# political posts



## Guest (Jul 9, 2004)

I personally have no trouble with political posts. However if steveox is in trouble

these jokers should receive the same punishment http://dbstalk.com/showthread.php?t=29849


----------



## Neutron (Oct 2, 2003)

I'm not a part of that thread but the one political one I had, which was about the electorial college at least was valid. It's not like I was attacking one side or the other. I was just curious about what people thought.


----------



## Geronimo (Mar 23, 2002)

No witchunt here Neutron.


----------



## Neutron (Oct 2, 2003)

I was basing that off of the other thread that's in the Admin forum about Steveox that I started. 

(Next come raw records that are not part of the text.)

//! # Game Configuration
//!
//! Tunables loaded from an optional JSON file. Every field has a default, so a missing
//! file or a partial file both work. The path is taken from `VOXEL_MINER_CONFIG`,
//! falling back to `voxel_miner.json` in the working directory.

use std::{
    fs, io,
    path::{Path, PathBuf},
};

use log::{info, warn};
use serde::{Deserialize, Serialize};
use thiserror::Error;
use web_time::Duration;

use crate::engine_state::voxels::{generation::GenerationSettings, grid::GridBounds};

/// Env var naming the config file.
pub const CONFIG_PATH_ENV: &str = "VOXEL_MINER_CONFIG";
/// Config file used when the env var is unset.
pub const DEFAULT_CONFIG_PATH: &str = "voxel_miner.json";

/// Errors raised while loading the configuration.
#[derive(Error, Debug)]
pub enum ConfigError {
    /// The file exists but could not be read.
    #[error("failed to read config {path}: {source}")]
    Io {
        /// File that failed
        path: PathBuf,
        /// Underlying IO error
        #[source]
        source: io::Error,
    },

    /// The file is not valid JSON for [`GameConfig`].
    #[error("failed to parse config {path}: {source}")]
    Parse {
        /// File that failed
        path: PathBuf,
        /// Underlying parse error
        #[source]
        source: serde_json::Error,
    },

    /// A value is outside its legal range.
    #[error("invalid config value: {0}")]
    Invalid(String),
}

/// All game tunables.
#[derive(Clone, Debug, PartialEq, Serialize, Deserialize)]
#[serde(default)]
pub struct GameConfig {
    /// Grid extent; coordinates range over `[-grid_size / 2, grid_size / 2]`
    pub grid_size: i32,
    /// Block count the initial generation aims for
    pub initial_block_count: usize,
    /// Sample budget of the initial generation
    pub initial_max_attempts: u32,
    /// Spawn exclusion: columns with `|x| < r && |z| < r` stay empty
    pub keep_clear_radius: i32,
    /// Sample budget of one replacement
    pub replacement_max_attempts: u32,
    /// Probability of stacking a replacement onto a non-empty column
    pub replacement_stack_chance: f32,
    /// Breaking progress per tick
    pub break_rate: f64,
    /// Hand swing length in milliseconds
    pub swing_duration_ms: u64,
    /// Destruction fade length in milliseconds
    pub fade_duration_ms: u64,
    /// Maximum ray distance
    pub reach: f32,
    /// RNG seed, random when absent
    pub seed: Option<u64>,
    /// Camera acceleration
    pub movement_speed: f32,
    /// Camera velocity damping
    pub friction: f32,
    /// Camera eye height
    pub eye_height: f32,
    /// Radians of view rotation per mouse delta unit
    pub mouse_sensitivity: f32,
    /// Directory holding block and hand textures
    pub asset_dir: PathBuf,
}

impl Default for GameConfig {
    fn default() -> Self {
        Self {
            grid_size: 20,
            initial_block_count: 100,
            initial_max_attempts: 1000,
            keep_clear_radius: 2,
            replacement_max_attempts: 100,
            replacement_stack_chance: 0.3,
            break_rate: 0.05,
            swing_duration_ms: 300,
            fade_duration_ms: 250,
            reach: 1000.0,
            seed: None,
            movement_speed: 200.0,
            friction: 5.0,
            eye_height: 2.0,
            mouse_sensitivity: 0.002,
            asset_dir: PathBuf::from("assets/textures"),
        }
    }
}

impl GameConfig {
    /// Loads the config from the path named by `VOXEL_MINER_CONFIG`, or the default path.
    pub fn load() -> Result<Self, ConfigError> {
        let path = std::env::var_os(CONFIG_PATH_ENV)
            .map(PathBuf::from)
            .unwrap_or_else(|| PathBuf::from(DEFAULT_CONFIG_PATH));
        Self::load_or_default(&path)
    }

    /// Loads the config from `path`, using defaults when the file does not exist.
    ///
    /// # Arguments
    /// * `path` - The JSON file to read
    ///
    /// # Returns
    /// The validated config, or the reason it could not be used.
    pub fn load_or_default(path: &Path) -> Result<Self, ConfigError> {
        let contents = match fs::read_to_string(path) {
            Ok(contents) => contents,
            Err(err) if err.kind() == io::ErrorKind::NotFound => {
                info!("No config at {}, using defaults", path.display());
                return Ok(Self::default());
            }
            Err(source) => {
                return Err(ConfigError::Io {
                    path: path.to_path_buf(),
                    source,
                })
            }
        };

        let config = Self::from_json(&contents).map_err(|err| match err {
            ConfigError::Parse { source, .. } => ConfigError::Parse {
                path: path.to_path_buf(),
                source,
            },
            other => other,
        })?;
        info!("Loaded config from {}", path.display());
        Ok(config)
    }

    /// Parses, sanitizes and validates a JSON document.
    pub fn from_json(json: &str) -> Result<Self, ConfigError> {
        let mut config: GameConfig =
            serde_json::from_str(json).map_err(|source| ConfigError::Parse {
                path: PathBuf::new(),
                source,
            })?;
        config.sanitize();
        config.validate()?;
        Ok(config)
    }

    /// Rejects values the world model cannot run with.
    pub fn validate(&self) -> Result<(), ConfigError> {
        if self.grid_size <= 0 {
            return Err(ConfigError::Invalid(format!(
                "grid_size must be positive, got {}",
                self.grid_size
            )));
        }
        if !(0.0..=1.0).contains(&self.replacement_stack_chance) {
            return Err(ConfigError::Invalid(format!(
                "replacement_stack_chance must be within [0, 1], got {}",
                self.replacement_stack_chance
            )));
        }
        if self.break_rate <= 0.0 || !self.break_rate.is_finite() {
            return Err(ConfigError::Invalid(format!(
                "break_rate must be positive, got {}",
                self.break_rate
            )));
        }
        Ok(())
    }

    /// Replaces unusable camera values with their defaults.
    fn sanitize(&mut self) {
        let defaults = Self::default();
        let fields: [(&str, &mut f32, f32); 5] = [
            ("reach", &mut self.reach, defaults.reach),
            ("movement_speed", &mut self.movement_speed, defaults.movement_speed),
            ("friction", &mut self.friction, defaults.friction),
            ("eye_height", &mut self.eye_height, defaults.eye_height),
            (
                "mouse_sensitivity",
                &mut self.mouse_sensitivity,
                defaults.mouse_sensitivity,
            ),
        ];
        for (name, value, default) in fields {
            if !value.is_finite() || *value <= 0.0 {
                warn!("Config {name} = {value} is not usable, using {default}");
                *value = default;
            }
        }
    }

    /// Horizontal extent of the world.
    pub fn bounds(&self) -> GridBounds {
        GridBounds::from_grid_size(self.grid_size.max(0) as u32)
    }

    /// The generation tunables.
    pub fn generation_settings(&self) -> GenerationSettings {
        GenerationSettings {
            initial_block_count: self.initial_block_count,
            initial_max_attempts: self.initial_max_attempts,
            keep_clear_radius: self.keep_clear_radius,
            replacement_max_attempts: self.replacement_max_attempts,
            replacement_stack_chance: self.replacement_stack_chance,
        }
    }

    /// Hand swing length.
    pub fn swing_duration(&self) -> Duration {
        Duration::from_millis(self.swing_duration_ms)
    }

    /// Destruction fade length.
    pub fn fade_duration(&self) -> Duration {
        Duration::from_millis(self.fade_duration_ms)
    }
}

I think it's pretty pathetic that some of yall are saying it's perfectly okay for him to act the way he does on this forum.


----------



## Guest (Jul 9, 2004)

Neutron said:


> I was basing that off of the other thread that's in the Admin forum about Steveox that I started.
> 
> I think it's pretty pathetic that some of yall are saying it's perfectly okay for him to act the way he does on this forum.


Not at all Some of just dont like double standards..He's not the only nut job to post in these forums..I just dont like to see him being singled out


----------



## Neutron (Oct 2, 2003)

What double standards would that be?

The only reason I singled him out is because he's the most extreme of them out there. The other "nut jobs" as you call them aren't nearly as bad and don't piss of a lot of people with stupid or insulting posts.


----------



## Guest (Jul 9, 2004)

Neutron said:


> What double standards would that be?
> 
> The only reason I singled him out is because he's the most extreme of them out there. The other "nut jobs" as you call them aren't nearly as bad and don't piss of a lot of people with stupid or insulting posts.

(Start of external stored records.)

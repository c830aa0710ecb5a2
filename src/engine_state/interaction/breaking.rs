//! # Breaking State Machine
//!
//! Accumulates damage on the targeted block while the break action is held and removes
//! the block once its durability is exceeded.
//!
//! ```text
//! Idle ──hold──▶ Targeting ──hit──▶ Accumulating ──floor(progress) >= durability──▶ Destroyed
//!   ▲                │                   │                                           │
//!   └────release─────┴─────release───────┘◀───────────────next tick──────────────────┘
//! ```
//!
//! Progress grows by a fixed amount per tick, independent of block level, so a level 3
//! block simply needs three times the ticks of a level 1 block. Progress lives on the
//! block itself: releasing the action or switching targets never resets it.

use log::debug;

use crate::engine_state::voxels::{
    block::{Block, BlockId},
    world::World,
};

use super::raycast::{break_target, Ray};

/// Default damage dealt per tick.
pub const DEFAULT_BREAK_RATE: f64 = 0.05;

/// Current phase of the breaking action.
#[derive(Clone, Debug, PartialEq)]
pub enum BreakState {
    /// The action is not held.
    Idle,
    /// The action is held but nothing is selected.
    Targeting,
    /// Damage is accumulating on the selected block.
    Accumulating {
        /// The selected block
        block: BlockId,
    },
    /// The selected block broke on the last tick.
    Destroyed {
        /// The removed block
        block: Block,
    },
}

/// Signals the state machine reads each tick.
#[derive(Copy, Clone, Debug)]
pub struct BreakInput<'a> {
    /// Whether the break action is held
    pub held: bool,
    /// Whether the view is locked to the game
    pub view_locked: bool,
    /// Current look ray
    pub ray: &'a Ray,
    /// Maximum ray distance
    pub reach: f32,
}

/// What a tick did.
#[derive(Clone, Debug, PartialEq)]
pub enum BreakStep {
    /// Nothing happened.
    Idle,
    /// The action is held but the ray hits no block.
    NoTarget,
    /// The selected block took damage and survived.
    Damaged {
        /// The damaged block
        block: BlockId,
        /// Progress over durability after this tick
        ratio: f32,
    },
    /// The selected block broke and left the world.
    Broken(Block),
}

/// Per-tick breaking logic.
#[derive(Debug)]
pub struct BreakingStateMachine {
    state: BreakState,
    selection: Option<BlockId>,
    rate: f64,
}

impl Default for BreakingStateMachine {
    fn default() -> Self {
        Self::new(DEFAULT_BREAK_RATE)
    }
}

impl BreakingStateMachine {
    /// Creates an idle state machine dealing `rate` damage per tick.
    pub fn new(rate: f64) -> Self {
        Self {
            state: BreakState::Idle,
            selection: None,
            rate,
        }
    }

    /// The current phase.
    pub fn state(&self) -> &BreakState {
        &self.state
    }

    /// The selected block, if any.
    pub fn selection(&self) -> Option<BlockId> {
        self.selection
    }

    /// Damage dealt per tick.
    pub fn rate(&self) -> f64 {
        self.rate
    }

    /// Advances one tick.
    ///
    /// While the action is held and the view is locked: re-run the break-target query
    /// if nothing is selected, then damage the selection. A selection whose block has
    /// vanished is dropped before anything touches it. When the damage breaks the
    /// block it is removed from the world and returned in [`BreakStep::Broken`]; loot
    /// and replacement are up to the caller.
    pub fn tick(&mut self, world: &mut World, input: BreakInput<'_>) -> BreakStep {
        if !(input.held && input.view_locked) {
            self.state = BreakState::Idle;
            self.selection = None;
            return BreakStep::Idle;
        }

        if let Some(id) = self.selection {
            if !world.contains(id) {
                self.selection = None;
            }
        }

        if self.selection.is_none() {
            self.selection = break_target(world, input.ray, input.reach).map(|hit| hit.id);
            if let Some(block) = self.selection.and_then(|id| world.block(id)) {
                debug!(
                    "Selected {} block at {} (progress {:.2}/{})",
                    block.kind, block.cell, block.breaking_progress, block.durability
                );
            }
        }

        let Some(id) = self.selection else {
            self.state = BreakState::Targeting;
            return BreakStep::NoTarget;
        };
        let Some(block) = world.block_mut(id) else {
            self.selection = None;
            self.state = BreakState::Targeting;
            return BreakStep::NoTarget;
        };

        block.apply_damage(self.rate);
        let broken = block.is_broken();
        let ratio = block.progress_ratio();
        let opacity = block.opacity();

        if !broken {
            world.notify_damaged(id, opacity);
            self.state = BreakState::Accumulating { block: id };
            return BreakStep::Damaged { block: id, ratio };
        }

        self.selection = None;
        match world.remove_block(id) {
            Some(removed) => {
                debug!("Broke {} block at {}", removed.kind, removed.cell);
                self.state = BreakState::Destroyed {
                    block: removed.clone(),
                };
                BreakStep::Broken(removed)
            }
            None => {
                self.state = BreakState::Targeting;
                BreakStep::NoTarget
            }
        }
    }
}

I was not referring to you!!!!! But if you read some of the posts by some of our more liberal members.. you will find some posts and topics just as bad as his..( i was refferring to the thread i linked to)


----------



## Neutron (Oct 2, 2003)

I wasn't saying you were pointing to me, I was just curious.

Who else posts stupid and idiotic topics and polls??


----------



## James_F (Apr 23, 2002)

Neutron said:


> Who else posts stupid and idiotic topics and polls??


----------



## Guest (Jul 9, 2004)

Neutron said:


> I wasn't saying you were pointing to me, I was just curious.
> 
> Who else posts stupid and idiotic topics and polls??


I would prefer not to mention other members..But there are plenty bush-haters(the ones who take personal shots against him) on this board(no im not suggesting anyone needs to be banned) that do the same thing he does..he may go overboard a little too much..but if you are gonna shut him down ya gotta shut the otherside down too


----------



## Guest (Jul 9, 2004)

Here's another stupid thread totally full of lies and distortions..http://dbstalk.com/showthread.php?t=29808


----------



## Guest (Jul 10, 2004)

another one http://dbstalk.com/showthread.php?t=29743


----------



## James_F (Apr 23, 2002)

Hey, people are posting the truth. Just because you don't like it...

Steve has been rude to other members and frankly he ignores warnings from admins/mods. Those are reasons for banning, not one's political views.

Personally, I love his posts. They are so easy to discredit.


----------



## Guest (Jul 10, 2004)

another one http://dbstalk.com/showthread.php?t=29740


----------



## Guest (Jul 10, 2004)

All of those posts are just as stupid as anything steveox posted


----------



## Neutron (Oct 2, 2003)

Well, I've pretty much decided that this will be my last time on this forum. This forum has NOTHING to do with satellite at all. It's been turned into a big off topic forum.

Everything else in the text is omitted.